(Photo: Aisyah S. Ahmad)
Perkembangan teknologi informasi
yang demikian pesat tak bisa dipungkiri menjadi sesuatu yang menakjubkan dewasa
ini. Gerakan-gerakan literasi yang membooming semakin bergulir hangat ditambah
dengan back-up media pemberitaan maupun media sosial semakin membuatnya semakin
menggema. Tentu ini adalah sebuah hal yang menggembirakan mengingat krisis
penulis hari ini sedikit banyak dipengaruhi oleh kurangnya media baca pada
waktu-waktu lalu. Bagi anda generasi 70-an ke atas tentu cukup mengetahui
bagaimana sulitnya menjadi seorang penulis waktu itu dengan adanya pengawasan
pemerintah yang cukup ketat.
Lalu pasca reformasi 98, saat
masyarakat diberikan kebebasan untuk bersuara dan menuliskan apapun yang hendak
ditulisnya, media penulisan pun bermunculan bagaikan cendawan dimusim hujan.
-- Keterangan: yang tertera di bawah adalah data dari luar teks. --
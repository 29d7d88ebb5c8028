//! The x86-64 macro layer: operand moves, spills, swaps, and the stack,
//! trap and call plumbing shared by the opcode handlers.
//!
//! Conventions baked in here: `rax`/`xmm0` carry results, `rcx`/`xmm1` are
//! scratch (`rcx` doubles as the shift count and the indirect-call entry
//! walker), `r13` is the stack limit, `r14` the linear-memory base and
//! `r15` the indirect-call table base. Stack-pointer adjustments on paths
//! where a flags operand may be live use `LEA`, which leaves the flags
//! register untouched.

use crate::error::CodegenError;
use crate::func::{Func, WORD};
use crate::links::{RuntimeFunc, TrapId};
use crate::opcodes::Opcode;
use crate::operand::{Cond, Operand};
use crate::types::{category, Category, Type};
use log::trace;
use sunbeam_asm_x64::{insn, insn::CcInsn, Reg, Scale};
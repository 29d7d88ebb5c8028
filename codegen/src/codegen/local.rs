//! Local variable access: get, set, tee.

use super::OpInfo;
use crate::error::CodegenError;
use crate::func::Func;
use crate::loader::Loader;
use crate::opcodes::Opcode;
use crate::operand::Operand;
use crate::types::category;
use log::trace;

pub(super) fn gen_get_local(
    f: &mut Func<'_>,
    load: &mut Loader<'_>,
    op: Opcode,
    _info: OpInfo,
) -> Result<bool, CodegenError> {
    let index = load.varuint32()?;
    if index as usize >= f.vars.len() {
        return Err(CodegenError::out_of_bounds(op, "local", index));
    }
    f.push_var_ref(index);
    Ok(false)
}

pub(super) fn gen_set_local(
    f: &mut Func<'_>,
    load: &mut Loader<'_>,
    op: Opcode,
    _info: OpInfo,
) -> Result<bool, CodegenError> {
    let index = load.varuint32()?;
    if index as usize >= f.vars.len() {
        return Err(CodegenError::out_of_bounds(op, "local", index));
    }
    op_set_local(f, op, index)?;
    Ok(false)
}

pub(super) fn gen_tee_local(
    f: &mut Func<'_>,
    load: &mut Loader<'_>,
    op: Opcode,
    _info: OpInfo,
) -> Result<bool, CodegenError> {
    let index = load.varuint32()?;
    if index as usize >= f.vars.len() {
        return Err(CodegenError::out_of_bounds(op, "local", index));
    }
    op_set_local(f, op, index)?;
    f.push_var_ref(index);
    Ok(false)
}

fn op_set_local(f: &mut Func<'_>, op: Opcode, index: u32) -> Result<(), CodegenError> {
    trace!("setting variable #{index}");

    let t = f.vars[index as usize].cache.ty();
    let new_value = f.pop_operand(op)?;
    if new_value.ty() != t {
        return Err(CodegenError::TypeMismatch {
            op,
            found: new_value.ty(),
        });
    }

    match new_value {
        Operand::Imm { val, .. } => {
            if let Operand::Imm { val: cached, .. } = f.vars[index as usize].cache {
                if val == cached {
                    return Ok(()); // nop
                }
            }
        }
        Operand::VarRef { index: other, .. } => {
            if other == index {
                return Ok(()); // nop
            }
        }
        _ => {}
    }

    sever_references(f, op, index)?;

    let old_cache = f.vars[index as usize].cache;
    trace!("old variable cache: {old_cache:?}");

    match new_value {
        Operand::Imm { .. } => {
            f.vars[index as usize].cache = new_value;
            f.vars[index as usize].dirty = true;
        }

        Operand::VarRef { .. } | Operand::Stack { .. } | Operand::Flags { .. } => {
            // Try to cache the value in a register, reusing the old cache
            // register when there is one.
            let (reg, ok) = if let Operand::VarReg { reg, .. } = old_cache {
                (Some(reg), true)
            } else {
                let r = f.regs.alloc(category(t));
                (r, r.is_some())
            };

            if ok {
                let reg = reg.unwrap();
                let zero_ext = f.op_move(reg, new_value, false)?;
                f.vars[index as usize].cache = Operand::VarReg {
                    ty: t,
                    index,
                    reg,
                    zero_ext,
                };
                f.vars[index as usize].dirty = true;
            } else {
                f.op_store_var(index, new_value)?;
                f.vars[index as usize].reset_cache();
            }
            // The old cache register was either reused above or retired
            // below.
            if let Operand::VarReg { reg: old, .. } = old_cache {
                if !ok || reg != Some(old) {
                    f.regs.free(category(t), old);
                }
            }
            return Ok(());
        }

        Operand::TempReg { reg, zero_ext, .. } => {
            let (cache_reg, moved_ze, ok) = if f.regs.allocated(category(t), reg) {
                // Repurpose the register which already contains the value.
                (Some(reg), zero_ext, true)
            } else {
                // The value sits in a register the allocator does not own
                // (the result register after a call); copy it out.
                let (r, ok) = if let Operand::VarReg { reg: old, .. } = old_cache {
                    (Some(old), true)
                } else {
                    let r = f.regs.alloc(category(t));
                    (r, r.is_some())
                };
                if ok {
                    let r = r.unwrap();
                    let ze = f.op_move(r, new_value, false)?;
                    (Some(r), ze, true)
                } else {
                    (None, false, false)
                }
            };

            if ok {
                let r = cache_reg.unwrap();
                f.vars[index as usize].cache = Operand::VarReg {
                    ty: t,
                    index,
                    reg: r,
                    zero_ext: moved_ze,
                };
                f.vars[index as usize].dirty = true;
                if let Operand::VarReg { reg: old, .. } = old_cache {
                    if old != r {
                        f.regs.free(category(t), old);
                    }
                }
            } else {
                f.op_store_var(index, new_value)?;
                f.vars[index as usize].reset_cache();
                if let Operand::VarReg { reg: old, .. } = old_cache {
                    f.regs.free(category(t), old);
                }
            }
            return Ok(());
        }

        Operand::Nowhere { .. } | Operand::VarReg { .. } => {
            debug_assert!(false, "unexpected operand on the stack: {new_value:?}");
        }
    }

    if let Operand::VarReg { reg: old, .. } = old_cache {
        f.regs.free(category(t), old);
    }
    Ok(())
}

/// Detach every live reference to the local before its value changes:
/// copy references into temporary registers while they last, then switch
/// to spilling everything (bottom up) to machine-stack slots.
fn sever_references(f: &mut Func<'_>, op: Opcode, index: u32) -> Result<(), CodegenError> {
    if f.vars[index as usize].ref_count == 0 {
        return Ok(());
    }
    trace!(
        "variable reference count: {}",
        f.vars[index as usize].ref_count
    );

    let t = f.vars[index as usize].cache.ty();
    let mut spill_until = None;

    for i in (0..f.operands.len()).rev() {
        let x = f.operands[i];
        if let Operand::VarRef { index: vi, .. } = x {
            if vi != index {
                continue;
            }
            match f.regs.alloc(category(t)) {
                Some(reg) => {
                    let zero_ext = f.op_move(reg, x, true)?;
                    f.operands[i] = Operand::TempReg {
                        ty: t,
                        reg,
                        zero_ext,
                    };
                    f.vars[index as usize].ref_count -= 1;
                    if f.vars[index as usize].ref_count == 0 {
                        return Ok(());
                    }
                }
                None => {
                    spill_until = Some(i);
                    break;
                }
            }
        }
    }

    let Some(spill_until) = spill_until else {
        debug_assert!(false, "could not find all variable references");
        return Err(CodegenError::StackUnderflow { op });
    };

    // Spill mode: convert everything through the offending position to
    // stack slots, bottom up, evicting any flags operand along the way.
    f.op_init_vars()?;

    for i in 0..=spill_until {
        let x = f.operands[i];
        match x {
            Operand::VarRef { ty, index: vi } => {
                f.op_push(x)?;
                f.operands[i] = Operand::Stack { ty };
                f.vars[vi as usize].ref_count -= 1;
                if vi == index && f.vars[index as usize].ref_count == 0 {
                    return Ok(());
                }
            }
            Operand::TempReg { ty, .. } => {
                f.op_push(x)?;
                f.operands[i] = Operand::Stack { ty };
            }
            Operand::Flags { .. } => {
                f.op_push(x)?;
                f.operands[i] = Operand::Stack {
                    ty: crate::types::Type::I32,
                };
            }
            _ => {}
        }
    }

    debug_assert!(f.vars[index as usize].ref_count == 0);
    Ok(())
}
Surat kabar, majalah, tabloid, buku maupun buletin adalah contoh media fisik
penulisan. Belum lagi blog dan website juga turut pula menjamur menyajikan
berjuta informasi dengan beragam tema yang berbeda. Informasi ilmu pengetahuan, sejarah, budaya
maupun hal yang lainnya demikian mudah didapatkan bahkan ada pameo yang
menyatakan bahwa informasi kini hadir dalam genggaman.
Dalam hal kesejarahan dan
kebudayaan. Setiap penulisan sejarah membutuhkan sumber-sumber berupa artefak
ataupun kisah tutur yang tersimpan dalam ingatan komunal masyarakat yang kemudian
dicermati, dianalisa, diinterpretasi lalu ditulis oleh penulis. Entah oleh
zaman, perang maupun bencana alam artefak-artefak yang menjadi sumber sejarah
semakin sedikit. Salah satunya lontaraq. Lontaraq yang hanya sedikit semakin
sulit diakses dengan adanya kepercayaan beberapa orang pemegang lontaraq yang
mengharuskan pemotongan hewan kurban berupa kambing, sapi atau kerbau sebelum
membuka lontaraqnya. Meskipun menurut saya, ini hanya akal-akalan saja untuk
sesuatu tujuan yang tidak diketahui.
Padahal lontaraq semestinya
menjadi sebuah sumber terpercaya saat akan mengkaji sejarah masa lalu. Lontarak
menempati kedudukan yang unik di antara tulisan-tulisan bersejarah di
Indonesia, oleh karena isinya pada umumnya dapat dipercaya dan kurang
mengandung mitos, ramalan-ramalan, dan penulisnya sangat memperhatikan
peristiwaperistiwa sendiri dan menulisnya secara jujur. Kronologi peristiwa
ditulis secara cermat dan seobjektif mungkin. ( wawancara A.A. Cense oleh Zainal
Abidin dalam buku Capita Selecta Sejarah Sulawesi Selatan. Hal.ix).
Pengkajian lontaraq juga
membutuhkan kecermatan ekstra dan penuh perhitungan. Hal ini disebabkan oleh
gaya bahasa yang sudah tidak populer hari ini. Inilah yang terkadang membuat
sebagian orang yang membaca lontaraq mengira bahwa antara lontaraq yang satu
bertentangan dengan lontaraq yang lainnya. Apalagi lontaraq yang banyak beredar
hari ini hanyalah berupa lontaraq hasil alih tulisan dan alih bahasa saja.
Tidak
bermaksud mengecilkan jasa penerjemah lontaraq masa lalu yang harus kita syukuri sebagai berkah dalam ranah intelektual lokal kita. Namun selain adanya beberapa kata yang menujukkan arti sama, memang terkadang ada
beberapa penulisan kata dalam lontaraq yang tidak sesuai dengan alih tulisannya sehingga
ketika dialih bahasakan ke-bahasa Indonesia akan melenceng pula artinya. Olehnya itu, pengkaji dan penulis sejarah setidaknya harus pula bisa membaca aksara lontaraq.